Dès que je parus, cependant défiant, son bras eut un geste large de cordialité.
— « Voilà, exposa-t-il, tout de suite ; je suis le fondateur de l'A. D. G. E. A. »
Ces cinq lettres, demeuraient vagues pour moi.
L'inconnu comprit mon indécision et il daigna préciser :
— L'A. D. G. E. A., dont je tire une juste fierté, en attendant une juste gloire, est de création toute nouvelle. Vous sachant intéressé par tous les problèmes de l'air, je suis venu vous exposer les raisons de ce groupement.
Cet homme avait l'air doux et par-dessus le marché, l'air enthousiaste, — autant de raisons d'être digne d'estime, quand on a des habits râpés.
Je lui offris donc un siège et même un cigare dans le but de m'éclairer un peu sur le compte de l'A. D. G. E. A.
Il expliqua :
— Cela veut dire : « Association pour le développement des grandes émotions aériennes. »
Puis il ajouta avec volubilité :
— « Savez-vous ce que c'est monsieur, que les grandes émotions aériennes ? Vous souriez.

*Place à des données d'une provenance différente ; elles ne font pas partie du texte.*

use axum::{extract::DefaultBodyLimit, routing, Router};
use lead_common::pipeline::LeadPipeline;
use tower::limit::GlobalConcurrencyLimitLayer;

use super::{imports, sources, webhooks};

pub fn add_routes(
    router: Router,
    pipeline: LeadPipeline,
    max_body_size: usize,
    concurrency_limit: usize,
) -> Router {
    let api = Router::new()
        .route("/sources", routing::post(sources::create_source))
        .route("/sources/:source_id", routing::get(sources::get_source))
        .route("/sources/:source_id/imports", routing::post(imports::run_import))
        .route(
            "/sources/:source_id/imports/file",
            routing::post(imports::import_file),
        )
        .route("/sources/:source_id/logs", routing::get(imports::get_logs))
        .route(
            "/sources/:source_id/logs/:log_id/retry",
            routing::post(imports::retry_import),
        )
        .route(
            "/sources/:source_id/test",
            routing::post(sources::test_connection),
        )
        .route(
            "/sources/:source_id/mapping",
            routing::get(sources::get_mapping).put(sources::save_mapping),
        )
        .route(
            "/sources/:source_id/webhooks",
            routing::get(webhooks::list_webhooks).post(webhooks::create_webhook),
        )
        .route(
            "/webhooks/:webhook_id",
            routing::put(webhooks::update_webhook).delete(webhooks::delete_webhook),
        )
        .route(
            "/webhooks/:webhook_id/test",
            routing::post(webhooks::test_webhook),
        )
        .layer(GlobalConcurrencyLimitLayer::new(concurrency_limit))
        .layer(DefaultBodyLimit::max(max_body_size))
        .with_state(pipeline);

    router
        .route("/", routing::get(index))
        .route("/_readiness", routing::get(index))
        .route("/_liveness", routing::get(index)) // No background loop, just check axum health
        .merge(api)
}

pub async fn index() -> &'static str {
    "lead-api"
}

J'en étais sûr. Vous croyez que je fais allusion au frisson que peut causer le danger de se casser le cou, ou à l'émerveillement de voir de là-haut de grandioses spectacles, la terre qui fuit, la mer qui monte, le soleil qui flamboie, ou encore la crainte de l'attaque d'un aigle ! Banales émotions, monsieur, indignes de moi, indignes du puissant cerveau qu'est le mien, admirateur passionné de tout ce qui touche à la vie dans le haut des airs, mais surtout dans ce qu'elle a de noble et en même temps d'humain.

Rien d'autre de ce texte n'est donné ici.